See letters-think sounds
In order for children to be able to read (decode) unfamiliar words, they need to look at letters, automatically think of the sound each letter or letter team (like ee in feet) stands for, and blend those sounds together from left to right. Even as adults, this is what skillful readers do when we encounter an unfamiliar word. When you see the nonsense word narber, you quickly blend the sounds /n/ /ar/ /b/ and /er/ together. If we focus on this end goal—looking at letters and automatically thinking sounds—we will see that many common practices thought to help prepare children for reading can actually prevent young children from looking at letters and thinking sounds. Let’s examine and rethink some of these common practices.
“Efarojy” spells frog? Letter names don’t help children read.
The name of the letter b isn’t in the word bed. Neither is the name of e or d, for that matter. For children who are trying to make sense of the letters on a page, the names of the letters do nothing but mislead and cause distraction; it’s the sounds letters stand for that will help them understand the connection between spoken and written words. “Emyoody” doesn’t sound anything like the word mud but that is what you get if you blend the names of m, u, and d together. The names of letters are middle men that get in the way of automatically thinking of sounds, so they shouldn’t be taught as reading-readiness skills. Most British schools have stopped teaching letter names to children when they are first learning to read, and some American schools are beginning to do the same. Letter names need to be taught at some point because we use them to talk about letters, but they aren’t the place to begin.
Start with lower case letters.
MANY ADULTS FOCUS ON TEACHING CAPITAL LETTERS TO YOUNG CHILDREN, BUT WHEN WE READ, MOST OF THE LETTERS WE SEE ARE lowercase, so that is where we should start. That’s what children will be reading and that’s what they should be writing. Focusing on one set of letters at the beginning is better than focusing on both capital and lower case because children can learn and understand a one-to-one relationship much more easily than a two-to-one relationship. If one set of letters is to become automatic first, it should be the set used most often. After children understand the relationship between sounds and letters, they will easily learn capital letters as a special set of letters that are used in certain situations.
Some people argue that capital letters should be taught first because some lower case letters are very similar to each other and are easily confused, like b and d. Children confuse these letters because most objects in the world don’t change their identity when flipped around or put upside down. A coffee cup is still a coffee cup when the handle is on the other side or when we turn it upside down. Not so with some letters. It takes children time to get these letters straight, so the sooner the better, I say. Start with what they will need the most rather than what is the easiest.
When you do discuss capital letters, please use the terms lower case and capital (or upper case if you prefer) rather than “big b” and “little b.” The terms big and little can be confusing to young children because a capital letter can be tiny and a lower case letter can be huge.

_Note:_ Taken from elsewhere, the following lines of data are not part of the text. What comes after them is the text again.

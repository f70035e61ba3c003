//! # umbra-server
//!
//! HTTP server library for umbra.
//!
//! This library provides the API handlers, logging setup and the wiring
//! that starts the proximity monitor.

#![forbid(unsafe_code)]
#![warn(clippy::all, clippy::pedantic, clippy::nursery)]

pub mod api;
pub mod logging;
pub mod state;

#[cfg(test)]
pub(crate) mod test_support;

Although size matters, it isn’t always what makes the difference.
Don’t add an extra “uh” to the tricky sounds.
t c/k p Most adults add an extra “uh” to the sounds of some letters. The sounds of t, c/k, and p are often incorrectly taught as “tuh”, “kuh”, and “puh.” When we say these sounds in words, our vocal chords don’t vibrate, so when these sounds are isolated, they should come out like a whisper. To understand why it is important to say these sounds as a whisper, take the example of the word pet. If you combine the sounds /puh/ /e/ and /tuh/, you don’t get pet, you get something like pu-etuh. Some children can remove the extra “uhs” to hear the word, but for other children, these extra sounds are very confusing and prevent them from understanding how letters work. When we segment the sounds that are actually in pet, the /p/ and the /t/ sound are both whispered, unvoiced sounds that can be blended back together to form the word pet.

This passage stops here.